'Pharma-bro' Martin Shkreli should forfeit Wu Tang Clan album: Federal prosecutors
Prosecutors say Martin Shkreli should return "Once Upon a Time in Shaolin."
— -- Martin Shkreli, the former pharmaceutical executive known as “pharma-bro,” returns to Brooklyn federal court Friday where prosecutors will argue he should forfeit his Wu Tang Clan album “Once Upon a Time in Shaolin.”
Shkreli bought the rare album at auction for nearly $2 million. Federal prosecutors said he should relinquish it, along with $5 million in cash and other assets, as part of his conviction for securities fraud.
"The Court should hold Shkreli financially accountable for his criminal conduct," the government’s forfeiture request said.

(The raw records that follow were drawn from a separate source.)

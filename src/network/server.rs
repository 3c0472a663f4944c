//! TCP command server.
//!
//! One acceptor task; one task per connection. A worker permit is acquired *before*
//! accepting, so at most `max_workers` connections are served at once and further
//! clients wait in the listen backlog. Requests on one connection are handled strictly
//! in order.

use std::net::SocketAddr;
use std::sync::atomic::{AtomicU32, Ordering};
use std::sync::Arc;
use tokio::io::AsyncWriteExt;
use tokio::net::{TcpListener, TcpStream};
use tokio::sync::Semaphore;
use tokio::task::JoinSet;
use tokio::time::{sleep, Duration};
use tokio_util::sync::CancellationToken;
use tracing::{debug, error, info, warn};
use uuid::Uuid;

use super::framing::LineFramer;
use super::handler::{CommandHandler, Handled};
use super::protocol::{encode_line, Command, ProtocolError, Response};
use crate::config::DeviceConfig;
use crate::error::{AppResult, SentryError};
use crate::hardware::capabilities::HostControl;

const ACCEPT_ERROR_BACKOFF_MS: u64 = 100;

/// Line-protocol TCP server for one device.
///
/// At most `max_workers` connections are served at once; further clients wait in the
/// listen backlog until a slot frees up.
pub struct CommandServer {
    listener: TcpListener,
    handler: Arc<CommandHandler>,
    host: Arc<dyn HostControl>,
    max_workers: usize,
    max_request_bytes: usize,
    active: Arc<AtomicU32>,
}

impl CommandServer {
    /// Bind the listener. `addr` may use port 0 to pick a free port.
    pub async fn bind(
        addr: &str,
        handler: Arc<CommandHandler>,
        host: Arc<dyn HostControl>,
        config: &DeviceConfig,
    ) -> AppResult<Self> {
        let listener = TcpListener::bind(addr).await?;
        info!(addr = %listener.local_addr()?, max_workers = config.max_workers, "Command server listening");

        Ok(Self {
            listener,
            handler,
            host,
            max_workers: config.max_workers,
            max_request_bytes: config.max_request_bytes,
            active: Arc::new(AtomicU32::new(0)),
        })
    }

    /// Bound address (useful with port 0).
    pub fn local_addr(&self) -> AppResult<SocketAddr> {
        Ok(self.listener.local_addr()?)
    }

    /// Serve until `shutdown` fires, then wait for every connection task to finish.
    pub async fn run(self, shutdown: CancellationToken) -> AppResult<()> {
        let permits = Arc::new(Semaphore::new(self.max_workers));
        let mut connections = JoinSet::new();

        loop {
            let permit = tokio::select! {
                biased;
                _ = shutdown.cancelled() => break,
                Some(joined) = connections.join_next(), if !connections.is_empty() => {
                    if let Err(e) = joined {
                        error!(error = %e, "Connection task panicked");
                    }
                    continue;
                }
                permit = permits.clone().acquire_owned() => permit
                    .map_err(|e| SentryError::Configuration(format!("worker pool closed: {}", e)))?,
            };

            let (socket, peer) = tokio::select! {
                _ = shutdown.cancelled() => break,
                accepted = self.listener.accept() => match accepted {
                    Ok(accepted) => accepted,
                    Err(e) => {
                        error!(error = %e, "Accept error");
                        sleep(Duration::from_millis(ACCEPT_ERROR_BACKOFF_MS)).await;
                        continue;
                    }
                },
            };

            let handler = self.handler.clone();
            let host = self.host.clone();
            let active = self.active.clone();
            let shutdown = shutdown.clone();
            let max_request_bytes = self.max_request_bytes;

            connections.spawn(async move {
                let _permit = permit;
                let count = active.fetch_add(1, Ordering::SeqCst) + 1;
                let session = Uuid::new_v4();
                info!(%peer, %session, active = count, "Client connected");

                match serve_connection(socket, handler, host, max_request_bytes, shutdown).await {
                    Ok(()) => info!(%peer, %session, "Client disconnected"),
                    Err(e) => warn!(%peer, %session, error = %e, "Dropping client connection"),
                }
                active.fetch_sub(1, Ordering::SeqCst);
            });
        }

        info!(active = self.active.load(Ordering::SeqCst), "Command server stopping, joining connections");
        while let Some(joined) = connections.join_next().await {
            if let Err(e) = joined {
                error!(error = %e, "Connection task panicked");
            }
        }
        info!("Command server stopped");
        Ok(())
    }
}

async fn serve_connection(
    socket: TcpStream,
    handler: Arc<CommandHandler>,
    host: Arc<dyn HostControl>,
    max_request_bytes: usize,
    shutdown: CancellationToken,
) -> Result<(), ProtocolError> {
    let (mut reader, mut writer) = socket.into_split();
    let mut framer = LineFramer::new(max_request_bytes);

    loop {
        let line = tokio::select! {
            _ = shutdown.cancelled() => return Ok(()),
            line = framer.read_line(&mut reader) => line?,
        };
        let Some(line) = line else {
            return Ok(());
        };
        if line.iter().all(u8::is_ascii_whitespace) {
            continue;
        }

        let handled = match Command::decode(&line)? {
            Ok(command) => {
                debug!(command = command.name(), "Handling command");
                handler.handle(command).await
            }
            Err(rejected) => {
                debug!(error = %rejected, "Rejected command");
                Handled::from(Response::from(rejected))
            }
        };

        writer.write_all(&encode_line(&handled.response)?).await?;
        writer.flush().await?;

        if let Some(action) = handled.after_reply {
            if let Err(e) = host.execute(action).await {
                error!(?action, error = %e, "Host action failed");
            }
        }
    }
}
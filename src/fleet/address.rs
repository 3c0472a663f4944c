//! Device addresses: `host` or `host:port`.

use std::fmt;
use std::str::FromStr;

use super::error::ClientError;
use crate::config::DEFAULT_PORT;

/// Resolved `host:port` of a device.
#[derive(Debug, Clone, PartialEq, Eq, Hash)]
pub struct DeviceAddress {
    pub host: String,
    pub port: u16,
}

impl DeviceAddress {
    /// Parse `host` or `host:port`, using `default_port` when none is given.
    ///
    /// Bracketed IPv6 literals (`[::1]:8888`) are accepted.
    pub fn parse(input: &str, default_port: u16) -> Result<Self, ClientError> {
        let input = input.trim();
        if input.is_empty() {
            return Err(ClientError::InvalidAddress("empty address".to_string()));
        }

        if let Some(rest) = input.strip_prefix('[') {
            let (host, tail) = rest
                .split_once(']')
                .ok_or_else(|| ClientError::InvalidAddress(input.to_string()))?;
            let port = match tail.strip_prefix(':') {
                Some(port) => parse_port(input, port)?,
                None if tail.is_empty() => default_port,
                None => return Err(ClientError::InvalidAddress(input.to_string())),
            };
            return Ok(Self {
                host: host.to_string(),
                port,
            });
        }

        match input.rsplit_once(':') {
            // a bare IPv6 literal has several colons and no port
            Some((host, _)) if host.contains(':') => Ok(Self {
                host: input.to_string(),
                port: default_port,
            }),
            Some((host, port)) if !host.is_empty() => Ok(Self {
                host: host.to_string(),
                port: parse_port(input, port)?,
            }),
            Some(_) => Err(ClientError::InvalidAddress(input.to_string())),
            None => Ok(Self {
                host: input.to_string(),
                port: default_port,
            }),
        }
    }

    /// `host:port` form accepted by `TcpStream::connect`.
    pub fn connect_target(&self) -> String {
        if self.host.contains(':') {
            format!("[{}]:{}", self.host, self.port)
        } else {
            format!("{}:{}", self.host, self.port)
        }
    }
}

fn parse_port(input: &str, port: &str) -> Result<u16, ClientError> {
    port.parse()
        .map_err(|_| ClientError::InvalidAddress(format!("{}: bad port '{}'", input, port)))
}

impl FromStr for DeviceAddress {
    type Err = ClientError;

    fn from_str(s: &str) -> Result<Self, Self::Err> {
        Self::parse(s, DEFAULT_PORT)
    }
}

impl fmt::Display for DeviceAddress {
    fn fmt(&self, f: &mut fmt::Formatter<'_>) -> fmt::Result {
        f.write_str(&self.connect_target())
    }
}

Hearing set on if US will seize assets of 'Pharma Bro'
Shkreli, best known for hiking the price of a life-saving drug when he was a pharmaceutical executive and for trolling critics on social media, was convicted of securities fraud related to two hedge funds he controlled. The $7.3 million the government is seeking in forfeiture “represents a conservative computation of the proceeds Shkreli personally obtained as a result of his three different securities fraud crimes of conviction,” prosecutors wrote.
The government asked the court to order Shkreli to forfeit $5 million in cash, which is currently in an E*Trade brokerage account; his interest in Turing Pharmaceuticals; the album “Once Upon a Time in Shaolin;” the album “The Carter V” by Lil Wayne; an Enigma machine; and a Picasso painting.
Shkreli's attorneys argued none of what the government wants Shkreli to relinquish was obtained with tainted money.
"Mr. Shkreli was paid a mere $26,000 for two years of work, lived with his parents and often slept in his office," defense attorney Benjamin Brafman wrote in a letter opposing the government’s request.
The oral arguments on forfeiture precede Shkreli’s sentencing on March 9.